El rollito medieval

¿Decir la verdad, toda la verdad, y nada más que la verdad, o mezclar un poco de ficción para hacerlo aún más verosímil? Me temo que a muchos cronistas, biógrafos e incluso periodistas les asalta esta misma duda. Constantemente. A los escritores de ficción, no; porque el planteamiento de una novela suele ser la construcción de un relato que busca precisamente superar lo que hay, o de contar historias que no coinciden con la vida de quien las escribe, aunque la imiten o se le parezcan.
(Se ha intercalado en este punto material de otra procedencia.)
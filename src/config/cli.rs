use crate::config::toml_config::TomlConfig;
use crate::config::AppSettings;
use crate::utils::error::Result;
use crate::utils::validation::Validate;
use clap::{Args, Parser, Subcommand};
use std::path::PathBuf;

#[derive(Debug, Clone, Parser)]
#[command(name = "enrollment-sync")]
#[command(about = "Select formations, enroll in them and browse the catalogue")]
pub struct CliConfig {
    #[arg(long, global = true, help = "TOML configuration file")]
    pub config: Option<PathBuf>,

    #[arg(long, global = true, help = "API base URL, overrides the config file")]
    pub base_url: Option<String>,

    #[arg(long, global = true, help = "Directory holding the persisted selection")]
    pub storage_dir: Option<String>,

    #[arg(long, global = true, help = "Bearer token, instead of the token env variable")]
    pub token: Option<String>,

    #[arg(short, long, global = true, help = "Enable verbose output")]
    pub verbose: bool,

    #[arg(long, global = true, help = "Emit logs as JSON")]
    pub json_logs: bool,

    #[command(subcommand)]
    pub command: Command,
}

#[derive(Debug, Clone, Subcommand)]
pub enum Command {
    /// Manage the selection of formations to enroll in
    Select {
        #[command(subcommand)]
        action: SelectAction,
    },
    /// Manage the priced cart
    Cart {
        #[command(subcommand)]
        action: CartAction,
    },
    /// Enroll in every selected formation
    Submit,
    /// Query the formation catalogue
    Search(SearchArgs),
}

#[derive(Debug, Clone, Subcommand)]
pub enum SelectAction {
    Add { id: String },
    Remove { id: String },
    List,
    Clear,
}

#[derive(Debug, Clone, Subcommand)]
pub enum CartAction {
    Add {
        id: String,
        #[arg(long)]
        title: String,
        #[arg(long)]
        price: f64,
        #[arg(long)]
        quantity: Option<u32>,
    },
    Remove {
        id: String,
    },
    List,
    Clear,
}

#[derive(Debug, Clone, Args)]
pub struct SearchArgs {
    #[arg(long)]
    pub search: Option<String>,

    #[arg(long)]
    pub level: Option<String>,

    #[arg(long)]
    pub location: Option<String>,

    #[arg(long, default_value = "1")]
    pub page: u64,

    #[arg(long)]
    pub limit: Option<u64>,
}

impl CliConfig {
    /// Config file (if any), then flag overrides, then validation.
    pub fn resolve_settings(&self) -> Result<AppSettings> {
        let mut settings = match &self.config {
            Some(path) => TomlConfig::from_file(path)?.to_settings(),
            None => AppSettings::default(),
        };

        if let Some(base_url) = &self.base_url {
            settings.base_url = base_url.clone();
        }
        if let Some(storage_dir) = &self.storage_dir {
            settings.storage_dir = storage_dir.clone();
        }
        if let Command::Search(args) = &self.command {
            if let Some(limit) = args.limit {
                settings.page_size = limit;
            }
        }

        settings.validate()?;
        Ok(settings)
    }
}
use anyhow::Result;
use enrollment_sync::domain::model::QueryParams;
use enrollment_sync::{
    ApiClient, EventBus, NoticeKind, QueryFailure, QueryOutcome, QuerySnapshot,
    ResourceQueryController,
};
use httpmock::prelude::*;
use serde_json::{json, Value};
use std::time::Duration;
use tokio::sync::watch;

const FORMATIONS_PATH: &str = "/api/formations";
const DEBOUNCE: Duration = Duration::from_millis(100);

fn formation(id: u64, title: &str) -> Value {
    json!({
        "id": id,
        "title": title,
        "description": "Hands-on course",
        "date": "2026-11-02",
        "location": "Lyon",
        "duration": "3 days",
        "instructor": "C. Ferris",
        "price": 1200,
        "seats": 12,
        "level": "intermediate"
    })
}

fn page(items: Vec<Value>, total: u64, limit: u64, offset: u64) -> Value {
    json!({
        "items": items,
        "pagination": { "total": total, "limit": limit, "offset": offset, "pages": 0 }
    })
}

fn controller(server: &MockServer, limit: u64) -> ResourceQueryController {
    let client = ApiClient::new(&server.base_url()).unwrap();
    ResourceQueryController::new(client, limit, DEBOUNCE, EventBus::default())
}

async fn settled(
    rx: &mut watch::Receiver<QuerySnapshot>,
    predicate: impl FnMut(&QuerySnapshot) -> bool,
) -> Result<QuerySnapshot> {
    let snapshot = tokio::time::timeout(Duration::from_secs(3), rx.wait_for(predicate))
        .await??
        .clone();
    Ok(snapshot)
}

#[tokio::test(flavor = "multi_thread")]
async fn test_rapid_search_terms_collapse_into_one_request() -> Result<()> {
    let server = MockServer::start_async().await;
    let mut mocks = Vec::new();
    for term in ["a", "ab", "abc"] {
        mocks.push(
            server
                .mock_async(|when, then| {
                    when.method(GET)
                        .path(FORMATIONS_PATH)
                        .query_param("search", term);
                    then.status(200)
                        .json_body(page(vec![formation(1, term)], 1, 10, 0));
                })
                .await,
        );
    }

    let controller = controller(&server, 10);
    let mut rx = controller.subscribe();

    controller.set_search_term("a");
    controller.set_search_term("ab");
    controller.set_search_term("abc");

    let snapshot = settled(&mut rx, |s| !s.loading && !s.items.is_empty()).await?;
    tokio::time::sleep(DEBOUNCE * 3).await;

    mocks[0].assert_hits_async(0).await;
    mocks[1].assert_hits_async(0).await;
    mocks[2].assert_hits_async(1).await;
    assert_eq!(snapshot.items[0].title, "abc");
    assert_eq!(snapshot.params.search.as_deref(), Some("abc"));
    Ok(())
}

#[tokio::test(flavor = "multi_thread")]
async fn test_search_term_is_not_applied_before_quiescence() -> Result<()> {
    let server = MockServer::start_async().await;
    let search = server
        .mock_async(|when, then| {
            when.method(GET).path(FORMATIONS_PATH);
            then.status(200).json_body(page(vec![], 0, 10, 0));
        })
        .await;

    let controller = controller(&server, 10);
    controller.set_search_term("rust");
    tokio::time::sleep(DEBOUNCE / 2).await;

    search.assert_hits_async(0).await;
    assert_eq!(controller.params().search, None);
    Ok(())
}

#[tokio::test(flavor = "multi_thread")]
async fn test_go_to_page_requests_offset() -> Result<()> {
    let server = MockServer::start_async().await;
    let second_page = server
        .mock_async(|when, then| {
            when.method(GET)
                .path(FORMATIONS_PATH)
                .query_param("limit", "10")
                .query_param("offset", "10");
            then.status(200)
                .json_body(page(vec![formation(11, "Eleventh")], 95, 10, 10));
        })
        .await;

    let controller = controller(&server, 10);
    assert!(controller.go_to_page(1).is_none());

    let handle = controller.go_to_page(2).expect("page 2 differs from page 1");
    assert_eq!(handle.outcome().await, QueryOutcome::Loaded { items: 1 });
    second_page.assert_hits_async(1).await;

    let snapshot = controller.snapshot();
    assert_eq!(snapshot.pagination.total, 95);
    assert_eq!(snapshot.pagination.pages, 10);
    assert_eq!(snapshot.pagination.current_page(), 2);
    assert!(snapshot.error.is_none());

    assert!(controller.go_to_page(2).is_none());
    second_page.assert_hits_async(1).await;
    Ok(())
}

#[tokio::test(flavor = "multi_thread")]
async fn test_filters_are_sent_as_query_parameters() -> Result<()> {
    let server = MockServer::start_async().await;
    let filtered = server
        .mock_async(|when, then| {
            when.method(GET)
                .path(FORMATIONS_PATH)
                .query_param("level", "advanced")
                .query_param("location", "Paris")
                .query_param("offset", "0");
            then.status(200)
                .json_body(page(vec![formation(7, "Async Rust")], 1, 10, 0));
        })
        .await;

    let controller = controller(&server, 10);
    let params = QueryParams {
        level: Some("advanced".to_string()),
        location: Some("Paris".to_string()),
        ..QueryParams::new(10)
    };

    let handle = controller.replace_params(params).expect("params changed");
    assert_eq!(handle.outcome().await, QueryOutcome::Loaded { items: 1 });
    filtered.assert_hits_async(1).await;
    assert_eq!(controller.snapshot().items[0].id, "7");
    Ok(())
}

#[tokio::test(flavor = "multi_thread")]
async fn test_superseded_query_never_updates_results() -> Result<()> {
    let server = MockServer::start_async().await;
    let slow = server
        .mock_async(|when, then| {
            when.method(GET)
                .path(FORMATIONS_PATH)
                .query_param("level", "beginner");
            then.status(200)
                .delay(Duration::from_millis(400))
                .json_body(page(vec![formation(1, "Stale")], 1, 10, 0));
        })
        .await;
    let fast = server
        .mock_async(|when, then| {
            when.method(GET)
                .path(FORMATIONS_PATH)
                .query_param("level", "expert");
            then.status(200)
                .json_body(page(vec![formation(2, "Fresh")], 1, 10, 0));
        })
        .await;

    let controller = controller(&server, 10);

    let stale = controller
        .set_level(Some("beginner".to_string()))
        .expect("level changed");
    // let the slow request reach the server before superseding it
    tokio::time::sleep(Duration::from_millis(100)).await;
    let fresh = controller
        .set_level(Some("expert".to_string()))
        .expect("level changed");

    assert!(stale.is_cancelled());
    assert_eq!(fresh.outcome().await, QueryOutcome::Loaded { items: 1 });
    assert_eq!(stale.outcome().await, QueryOutcome::Cancelled);

    // outlive the slow response
    tokio::time::sleep(Duration::from_millis(500)).await;

    let snapshot = controller.snapshot();
    assert_eq!(snapshot.items.len(), 1);
    assert_eq!(snapshot.items[0].title, "Fresh");
    assert!(snapshot.error.is_none());
    assert!(!snapshot.loading);
    fast.assert_hits_async(1).await;
    assert!(slow.hits_async().await <= 1);
    Ok(())
}

#[tokio::test(flavor = "multi_thread")]
async fn test_cancellation_surfaces_no_error_notice() -> Result<()> {
    let server = MockServer::start_async().await;
    server
        .mock_async(|when, then| {
            when.method(GET).path(FORMATIONS_PATH);
            then.status(200)
                .delay(Duration::from_millis(100))
                .json_body(page(vec![formation(1, "Only")], 1, 10, 0));
        })
        .await;

    let events = EventBus::default();
    let mut notices = events.subscribe();
    let client = ApiClient::new(&server.base_url())?;
    let controller = ResourceQueryController::new(client, 10, DEBOUNCE, events);

    let first = controller.refetch().expect("refetch always issues");
    let second = controller.refetch().expect("refetch always issues");
    assert_eq!(first.outcome().await, QueryOutcome::Cancelled);
    assert_eq!(second.outcome().await, QueryOutcome::Loaded { items: 1 });

    assert!(notices.try_recv().is_err());
    assert!(controller.snapshot().error.is_none());
    Ok(())
}

#[tokio::test(flavor = "multi_thread")]
async fn test_server_error_is_surfaced_once_and_clears_results() -> Result<()> {
    let server = MockServer::start_async().await;
    let ok = server
        .mock_async(|when, then| {
            when.method(GET)
                .path(FORMATIONS_PATH)
                .query_param("offset", "0");
            then.status(200)
                .json_body(page(vec![formation(1, "First")], 20, 10, 0));
        })
        .await;
    server
        .mock_async(|when, then| {
            when.method(GET)
                .path(FORMATIONS_PATH)
                .query_param("offset", "10");
            then.status(500)
                .json_body(json!({ "message": "Catalogue unavailable" }));
        })
        .await;

    let events = EventBus::default();
    let mut notices = events.subscribe();
    let client = ApiClient::new(&server.base_url())?;
    let controller = ResourceQueryController::new(client, 10, DEBOUNCE, events);

    let first = controller.refetch().expect("refetch always issues");
    assert_eq!(first.outcome().await, QueryOutcome::Loaded { items: 1 });
    ok.assert_hits_async(1).await;

    let failing = controller.go_to_page(2).expect("page changed");
    assert_eq!(
        failing.outcome().await,
        QueryOutcome::Failed(QueryFailure::Server {
            status: 500,
            message: "Catalogue unavailable".to_string()
        })
    );

    let snapshot = controller.snapshot();
    assert!(snapshot.items.is_empty());
    assert_eq!(snapshot.error.as_deref(), Some("Catalogue unavailable"));
    assert!(!snapshot.loading);

    let notice = notices.recv().await?;
    assert_eq!(notice.kind, NoticeKind::Error);
    assert!(notices.try_recv().is_err());
    Ok(())
}

#[tokio::test(flavor = "multi_thread")]
async fn test_malformed_response_is_classified() -> Result<()> {
    let server = MockServer::start_async().await;
    server
        .mock_async(|when, then| {
            when.method(GET).path(FORMATIONS_PATH);
            then.status(200).body("<html>not json</html>");
        })
        .await;

    let controller = controller(&server, 10);
    let outcome = controller.refetch().expect("refetch always issues").outcome().await;

    assert!(matches!(
        outcome,
        QueryOutcome::Failed(QueryFailure::MalformedResponse(_))
    ));
    assert_eq!(
        controller.snapshot().error.as_deref(),
        Some("The server sent an unexpected response.")
    );
    Ok(())
}

#[tokio::test(flavor = "multi_thread")]
async fn test_unreachable_server_is_a_network_failure() -> Result<()> {
    let client = ApiClient::new("http://127.0.0.1:1")?;
    let controller = ResourceQueryController::new(client, 10, DEBOUNCE, EventBus::default());

    let outcome = controller.refetch().expect("refetch always issues").outcome().await;

    assert!(matches!(
        outcome,
        QueryOutcome::Failed(QueryFailure::Network(_))
    ));
    assert!(controller.snapshot().error.is_some());
    Ok(())
}

#[tokio::test(flavor = "multi_thread")]
async fn test_refetch_reissues_same_query() -> Result<()> {
    let server = MockServer::start_async().await;
    let catalogue = server
        .mock_async(|when, then| {
            when.method(GET)
                .path(FORMATIONS_PATH)
                .query_param("limit", "5")
                .query_param("offset", "0");
            then.status(200)
                .json_body(page(vec![formation(1, "One")], 1, 5, 0));
        })
        .await;

    let controller = controller(&server, 5);
    for _ in 0..2 {
        let handle = controller.refetch().expect("refetch always issues");
        assert_eq!(handle.outcome().await, QueryOutcome::Loaded { items: 1 });
    }

    catalogue.assert_hits_async(2).await;
    assert_eq!(controller.params().offset, 0);
    Ok(())
}

#[tokio::test(flavor = "multi_thread")]
async fn test_disposal_drops_late_response() -> Result<()> {
    let server = MockServer::start_async().await;
    server
        .mock_async(|when, then| {
            when.method(GET).path(FORMATIONS_PATH);
            then.status(200)
                .delay(Duration::from_millis(200))
                .json_body(page(vec![formation(1, "Too late")], 1, 10, 0));
        })
        .await;

    let controller = controller(&server, 10);
    let rx = controller.subscribe();
    let handle = controller.refetch().expect("refetch always issues");

    drop(controller);

    assert_eq!(handle.outcome().await, QueryOutcome::Cancelled);
    tokio::time::sleep(Duration::from_millis(300)).await;
    assert!(rx.borrow().items.is_empty());
    Ok(())
}
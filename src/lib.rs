pub mod adapters;
pub mod app;
pub mod config;
pub mod core;
pub mod domain;
pub mod utils;

#[cfg(feature = "cli")]
pub use config::cli::CliConfig;

pub use adapters::{ApiClient, EnvCredentials, FileStore, JsonStorage, MemoryStore, StaticCredentials};
pub use app::EnrollmentSession;
pub use config::{toml_config::TomlConfig, AppSettings};
pub use core::events::{EventBus, Notice, NoticeKind};
pub use core::query::{QueryHandle, QueryOutcome, QuerySnapshot, ResourceQueryController};
pub use core::selection::{Cart, IdSelection, SelectionItem, SelectionStore};
pub use core::submission::BulkSubmissionCoordinator;
pub use utils::error::{QueryFailure, Result, SyncError};
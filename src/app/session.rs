use crate::adapters::http::ApiClient;
use crate::adapters::storage::{FileStore, JsonStorage};
use crate::core::events::EventBus;
use crate::core::query::ResourceQueryController;
use crate::core::selection::{Cart, IdSelection, SelectionStore};
use crate::core::submission::BulkSubmissionCoordinator;
use crate::domain::ports::{ConfigProvider, CredentialSource};
use crate::utils::error::Result;
use std::sync::Arc;

/// One user session: a single selection, cart and event bus shared by every consumer.
pub struct EnrollmentSession<C: ConfigProvider> {
    config: C,
    client: ApiClient,
    events: EventBus,
    selection: IdSelection,
    cart: Cart,
    coordinator: BulkSubmissionCoordinator,
}

impl<C: ConfigProvider> EnrollmentSession<C> {
    /// Persists under `config.storage_dir()`.
    pub fn open(config: C, credentials: Arc<dyn CredentialSource>) -> Result<Self> {
        let storage = JsonStorage::new(FileStore::new(config.storage_dir()));
        Self::with_storage(config, storage, credentials)
    }

    pub fn with_storage(
        config: C,
        storage: JsonStorage,
        credentials: Arc<dyn CredentialSource>,
    ) -> Result<Self> {
        let client = ApiClient::from_config(&config)?;
        let events = EventBus::default();

        let selection: IdSelection =
            SelectionStore::initialize(storage.clone(), config.selection_key(), events.clone());
        let cart: Cart = SelectionStore::initialize(storage, config.cart_key(), events.clone());
        let coordinator = BulkSubmissionCoordinator::new(
            selection.clone(),
            client.clone(),
            credentials,
            events.clone(),
        );

        tracing::debug!(
            "Session opened: {} selected, {} in cart",
            selection.len(),
            cart.len()
        );

        Ok(Self {
            config,
            client,
            events,
            selection,
            cart,
            coordinator,
        })
    }

    pub fn config(&self) -> &C {
        &self.config
    }

    pub fn events(&self) -> &EventBus {
        &self.events
    }

    pub fn selection(&self) -> &IdSelection {
        &self.selection
    }

    pub fn cart(&self) -> &Cart {
        &self.cart
    }

    pub fn coordinator(&self) -> &BulkSubmissionCoordinator {
        &self.coordinator
    }

    /// A fresh controller per search view; dropping it cancels its requests.
    pub fn query_controller(&self) -> ResourceQueryController {
        ResourceQueryController::new(
            self.client.clone(),
            self.config.page_size(),
            self.config.debounce(),
            self.events.clone(),
        )
    }
}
Este preámbulo tiene su razón de ser: a menudo pido permiso antes de soltar una verdad. Y como últimamente mis verdades les hacen daño a algunas personas a las que quiero, sigo en mi línea de pedir permiso, perdón, y todo ese legado educativo que a mí me ha limitado en exceso, hasta el punto de destrozar mi capacidad de ser una persona normal en lo que al placer se refiere, alguien que disfruta de pequeños placeres y no le da vueltas y vueltas a cada asunto. Yo no. Yo erre que erre. Y cada día más infeliz, porque si el dinero no trae felicidad, el pensamiento te hace un miserable, sin más. O, mejor dicho, te hace ver lo miserable que eres. Por supuesto, te queda el consuelo mezquino de ser más inteligente que la mayoría y de ver miserias que los demás apenas pueden vislumbrar. Pero ¿qué haces con tu inteligencia? ¿Soportar a la gentuza que te viene a hablar de inteligencia emocional como aquellas modelos de metro sesenta que hablan de belleza interior porque literalmente no dan la talla?

No se trata de ser cruel con las bajitas o con los gordos porque, seguramente, en Suecia o en Nigeria también me sentiré bajito, y además me siento gordo casi cada día por muy insistentes que seáis los que me decís que soy delgado, y no, no soy anoréxico, es que me reservo el derecho a desear tener la apariencia que me dé la gana, como para encima tener que escuchar la cartilla de la autoestima, que para el bien de todos deberíamos quemar en una gran pira, ahora que empieza a hacer rasca.

En realidad, este diario tiene más de crónica que de autobiografía, más de antropología promiscua que de historia clínica. Es cierto que, cuando lo escribo, necesito relacionar el presente con su historia, a veces un poco remota, y encontrar en los antecedentes una explicación para lo que me duele (sí, porque al placer no le buscamos tantas razones, ¿a que no?). Así que no hay nada como decir las cosas a la cara, en este caso mediadas, como no, por una pantalla.

Repito, reitero y exagero lo que escribí ayer: ojalá yo me pudiera castrar químicamente del todo. Ojalá! Porque de verdad, la lógica del deseo es verdaderamente infernal. Nunca estás satisfecho y eso te hace perder el tiempo de una forma pasmosa. Los curas y toda esa casta de carceleros del espíritu lo han intuído siempre, aunque muchos se hayan desabrochado los pantalones ante el monaguillo más dócil, y no precisamente para que les cantaran el salmo. Los imams son más de lo mismo, aunque mucha gente le tenga más temor al islam que a Dios mismo. Al islam no hay que temerlo, sino cuestionarlo, como a cualquier religión. Me importa tres pitos la corrección política cuando todos estamos pensando lo mismo: que esas mujeres tapadas, al igual que las monjas, no gustan. No gustan ni un poquito. Con la boca grande hablamos de integración y somos todas multiculti pero a la hora de la verdad se va y se vota a la ultraderecha, que tampoco tiene la llave de paso para contener el rollito medieval que el país va cogiendo a ritmo de mafias y pateras.

Todo esto os lo digo no como un aparte respecto a mi performance de substitución hormonal, sino justamente porque el campo de posibilidades que pretendo abrir, hay quienes lo están intentando cerrar a cualquier precio. Y no hablo solamente de la posibilidad de construir libremente nuestro género, nuestro estilo, nuestras vidas singulares; hablo de mi singularidad y la de cada uno de vosotros, porque ser singular no es un tic ni una excentricidad; es, simple y llanamente, la condición vital de que no nos engullan.